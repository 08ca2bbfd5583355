//! SHA-1 content digests
//!
//! Provides the canonical digest format (lowercase hex SHA-1) used throughout
//! the workspace. The directory digest walks the manifest tree in lexical
//! depth-first order, concatenates each file's digest, and hashes the
//! concatenation once — so two directories with identical file contents in
//! the same traversal order produce the same digest regardless of file names
//! or timestamps.

use sha1::{Digest, Sha1};
use std::fs;
use std::path::Path;

use crate::error::{Error, Result};

/// Compute the lowercase hex SHA-1 digest of a byte string.
pub fn hash_bytes(content: &[u8]) -> String {
    let mut hasher = Sha1::new();
    hasher.update(content);
    format!("{:x}", hasher.finalize())
}

/// Compute the SHA-1 digest of a file's contents.
///
/// # Errors
///
/// Returns an error if the file cannot be read.
pub fn hash_file(path: &Path) -> Result<String> {
    let content = fs::read(path).map_err(|e| Error::io(path, e))?;
    Ok(hash_bytes(&content))
}

/// Compute the SHA-1 digest of a whole directory's file contents.
///
/// The walk visits each directory's entries in lexical order and descends
/// into subdirectories at their sort position. Directory entries themselves
/// contribute nothing; only file contents feed the digest. The root entry is
/// skipped.
///
/// # Errors
///
/// Returns an error if any entry cannot be listed or any file cannot be
/// read. A failure anywhere aborts the whole digest — no partial result.
pub fn hash_directory(path: &Path) -> Result<String> {
    let mut file_hashes = String::new();
    append_file_hashes(path, &mut file_hashes)?;
    Ok(hash_bytes(file_hashes.as_bytes()))
}

fn append_file_hashes(dir: &Path, acc: &mut String) -> Result<()> {
    let mut entries = fs::read_dir(dir)
        .map_err(|e| Error::io(dir, e))?
        .collect::<std::io::Result<Vec<_>>>()
        .map_err(|e| Error::io(dir, e))?;

    // Sort for a stable traversal; digest concatenation is order-sensitive.
    entries.sort_by_key(|entry| entry.file_name());

    for entry in entries {
        let path = entry.path();
        let file_type = entry.file_type().map_err(|e| Error::io(&path, e))?;
        if file_type.is_dir() {
            append_file_hashes(&path, acc)?;
        } else {
            acc.push_str(&hash_file(&path)?);
        }
    }

    Ok(())
}
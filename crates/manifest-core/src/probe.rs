//! Live-resource identity probe
//!
//! Asks the cluster for its current view of the resources a manifest
//! directory describes and folds the server-assigned identity links into one
//! raw string. The empty string is the distinguished "nothing live" sentinel.

use std::path::Path;

use serde::Deserialize;

use crate::error::Result;
use manifest_kubectl::Cluster;

/// Separator appended after every identity link, populated or not.
pub const LINK_SEPARATOR: char = '|';

/// Shape of the query response consumed by the probe.
///
/// Unknown fields are ignored; a missing `selflink` contributes an empty
/// link, still followed by the separator.
#[derive(Debug, Deserialize)]
pub struct ResourceList {
    #[serde(default)]
    pub items: Vec<ResourceRecord>,
}

#[derive(Debug, Default, Deserialize)]
pub struct ResourceRecord {
    #[serde(default)]
    pub metadata: ResourceMetadata,
}

#[derive(Debug, Default, Deserialize)]
pub struct ResourceMetadata {
    #[serde(default)]
    pub selflink: String,
}

/// Query the live identity of the resources described at `dir`.
///
/// Returns the raw identity string: each item's link followed by
/// [`LINK_SEPARATOR`], in response order. An empty query response (nothing
/// matching live) yields the empty string, not an error. The string is
/// deliberately returned un-hashed — the reconciler folds it raw into the
/// combined fingerprint.
///
/// # Errors
///
/// Propagates query failures from the cluster; a response body that is not
/// the expected structure is a parse error with no partial interpretation.
pub fn probe_identity(dir: &Path, cluster: &dyn Cluster) -> Result<String> {
    let Some(body) = cluster.query(dir)? else {
        return Ok(String::new());
    };

    let list: ResourceList = serde_json::from_str(&body)?;

    let mut links = String::new();
    for item in &list.items {
        links.push_str(&item.metadata.selflink);
        links.push(LINK_SEPARATOR);
    }

    tracing::debug!(dir = %dir.display(), items = list.items.len(), "Probed live identity");
    Ok(links)
}
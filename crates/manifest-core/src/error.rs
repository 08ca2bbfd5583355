//! Error types for manifest-core

/// Result type for manifest-core operations
pub type Result<T> = std::result::Result<T, Error>;

/// Errors that can occur during reconciliation
#[derive(Debug, thiserror::Error)]
pub enum Error {
    /// Filesystem error while hashing the manifest directory
    #[error(transparent)]
    Fs(#[from] manifest_fs::Error),

    /// The external management tool failed
    #[error(transparent)]
    Kubectl(#[from] manifest_kubectl::Error),

    /// The query response could not be parsed as the expected structure
    #[error("Failed to parse query response: {0}")]
    Json(#[from] serde_json::Error),
}
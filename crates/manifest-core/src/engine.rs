//! SyncEngine: the operation surface for the state-tracking layer
//!
//! Wraps a [`Cluster`] behind the three public operations. Each call is
//! synchronous and stateless; the caller owns the stored fingerprint and
//! passes it back in.

use std::path::Path;

use crate::error::Result;
use crate::reconcile::{Reconciliation, reconcile};
use manifest_kubectl::Cluster;

/// Engine driving apply/query/delete against one cluster connection.
pub struct SyncEngine {
    cluster: Box<dyn Cluster>,
}

impl SyncEngine {
    pub fn new(cluster: Box<dyn Cluster>) -> Self {
        Self { cluster }
    }

    /// Apply the manifests at `dir`, then reconcile.
    ///
    /// `previous` is the caller's stored fingerprint — empty on create,
    /// populated on update.
    ///
    /// # Errors
    ///
    /// An apply failure aborts before reconciliation; the manifest directory
    /// remains the source of truth and the caller must re-drive.
    pub fn create_or_update(&self, dir: &Path, previous: &str) -> Result<Reconciliation> {
        tracing::debug!(dir = %dir.display(), "Applying manifests");
        self.cluster.apply(dir)?;
        reconcile(previous, dir, self.cluster.as_ref())
    }

    /// Reconcile without applying — the read/refresh path.
    pub fn refresh(&self, dir: &Path, previous: &str) -> Result<Reconciliation> {
        reconcile(previous, dir, self.cluster.as_ref())
    }

    /// Delete the resources described at `dir`.
    ///
    /// # Errors
    ///
    /// A delete failure is surfaced as-is; no rollback or retry.
    pub fn destroy(&self, dir: &Path) -> Result<()> {
        tracing::debug!(dir = %dir.display(), "Deleting manifests");
        self.cluster.delete(dir)?;
        Ok(())
    }
}
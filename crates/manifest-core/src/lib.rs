//! Reconciliation core for Manifest Sync
//!
//! Combines a content digest of a manifest directory with a live-resource
//! identity probe into one collision-resistant fingerprint, and decides from
//! a fingerprint comparison whether the tracked state is absent, unchanged,
//! or drifted:
//!
//! - **probe**: queries the cluster for the live identity of the resources a
//!   manifest directory describes
//! - **reconcile**: the fingerprint combination and the tri-state decision
//! - **engine**: the `create_or_update` / `refresh` / `destroy` surface
//!   exposed to the surrounding state-tracking layer

pub mod engine;
pub mod error;
pub mod probe;
pub mod reconcile;

pub use engine::SyncEngine;
pub use error::{Error, Result};
pub use probe::probe_identity;
pub use reconcile::{Reconciliation, ResetReason, reconcile};
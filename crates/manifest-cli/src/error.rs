//! Error types for manifest-cli

/// Result type for CLI operations
pub type Result<T> = std::result::Result<T, CliError>;

/// Errors that can occur in CLI operations
#[derive(Debug, thiserror::Error)]
pub enum CliError {
    /// Error from manifest-core
    #[error(transparent)]
    Core(#[from] manifest_core::Error),

    /// Error from manifest-fs
    #[error(transparent)]
    Fs(#[from] manifest_fs::Error),

    /// Error from manifest-kubectl
    #[error(transparent)]
    Kubectl(#[from] manifest_kubectl::Error),

    /// Standard I/O error
    #[error(transparent)]
    Io(#[from] std::io::Error),
}
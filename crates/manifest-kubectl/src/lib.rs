//! kubectl integration for Manifest Sync
//!
//! Wraps the external `kubectl` binary behind the [`Cluster`] trait so the
//! reconciliation core never talks to a subprocess directly. Connection
//! parameters (kubeconfig, namespace, binary override) travel in an
//! immutable [`ConnectionContext`] — never global state.

pub mod cluster;
pub mod context;
pub mod error;

pub use cluster::{Cluster, KubectlCluster};
pub use context::ConnectionContext;
pub use error::{Error, Result};
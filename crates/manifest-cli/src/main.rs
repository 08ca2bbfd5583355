//! Manifest Sync CLI
//!
//! The command-line interface for reconciling manifest directories against a
//! live cluster through kubectl.

mod cli;
mod commands;
mod error;

use clap::Parser;
use colored::Colorize;
use tracing::Level;
use tracing_subscriber::FmtSubscriber;

use cli::{Cli, Commands};
use error::Result;
use manifest_kubectl::ConnectionContext;

fn main() {
    if let Err(e) = run() {
        eprintln!("{}: {}", "error".red().bold(), e);
        std::process::exit(1);
    }
}

fn run() -> Result<()> {
    let cli = Cli::parse();

    // Setup tracing if verbose
    if cli.verbose {
        let subscriber = FmtSubscriber::builder()
            .with_max_level(Level::DEBUG)
            .with_target(true)
            .finish();
        tracing::subscriber::set_global_default(subscriber)
            .expect("Failed to set tracing subscriber");
        tracing::debug!("Verbose mode enabled");
    }

    let mut context = ConnectionContext::new();
    if let Some(kubeconfig) = &cli.kubeconfig {
        context = context.with_kubeconfig(kubeconfig);
    }
    if let Some(namespace) = &cli.namespace {
        context = context.with_namespace(namespace);
    }
    if let Some(kubectl) = &cli.kubectl {
        context = context.with_binary(kubectl);
    }

    match cli.command {
        Commands::Apply { dir, fingerprint } => commands::run_apply(context, &dir, &fingerprint),
        Commands::Refresh { dir, fingerprint } => {
            commands::run_refresh(context, &dir, &fingerprint)
        }
        Commands::Destroy { dir } => commands::run_destroy(context, &dir),
        Commands::Hash { dir } => commands::run_hash(&dir),
    }
}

**Required work**
From the first line of the material above down to the line with "fn append_file_hashes(dir: &Path, acc: &mut", output each line exactly; include both of those lines and add no others.

**Answer for this exercise**
repository 08ca2bbfd5583355
//! SHA-1 content digests
//!
//! Provides the canonical digest format (lowercase hex SHA-1) used throughout
//! the workspace. The directory digest walks the manifest tree in lexical
//! depth-first order, concatenates each file's digest, and hashes the
//! concatenation once — so two directories with identical file contents in
//! the same traversal order produce the same digest regardless of file names
//! or timestamps.

use sha1::{Digest, Sha1};
use std::fs;
use std::path::Path;

use crate::error::{Error, Result};

/// Compute the lowercase hex SHA-1 digest of a byte string.
pub fn hash_bytes(content: &[u8]) -> String {
    let mut hasher = Sha1::new();
    hasher.update(content);
    format!("{:x}", hasher.finalize())
}

/// Compute the SHA-1 digest of a file's contents.
///
/// # Errors
///
/// Returns an error if the file cannot be read.
pub fn hash_file(path: &Path) -> Result<String> {
    let content = fs::read(path).map_err(|e| Error::io(path, e))?;
    Ok(hash_bytes(&content))
}

/// Compute the SHA-1 digest of a whole directory's file contents.
///
/// The walk visits each directory's entries in lexical order and descends
/// into subdirectories at their sort position. Directory entries themselves
/// contribute nothing; only file contents feed the digest. The root entry is
/// skipped.
///
/// # Errors
///
/// Returns an error if any entry cannot be listed or any file cannot be
/// read. A failure anywhere aborts the whole digest — no partial result.
pub fn hash_directory(path: &Path) -> Result<String> {
    let mut file_hashes = String::new();
    append_file_hashes(path, &mut file_hashes)?;
    Ok(hash_bytes(file_hashes.as_bytes()))
}

fn append_file_hashes(dir: &Path, acc: &mut String) -> Result<()> {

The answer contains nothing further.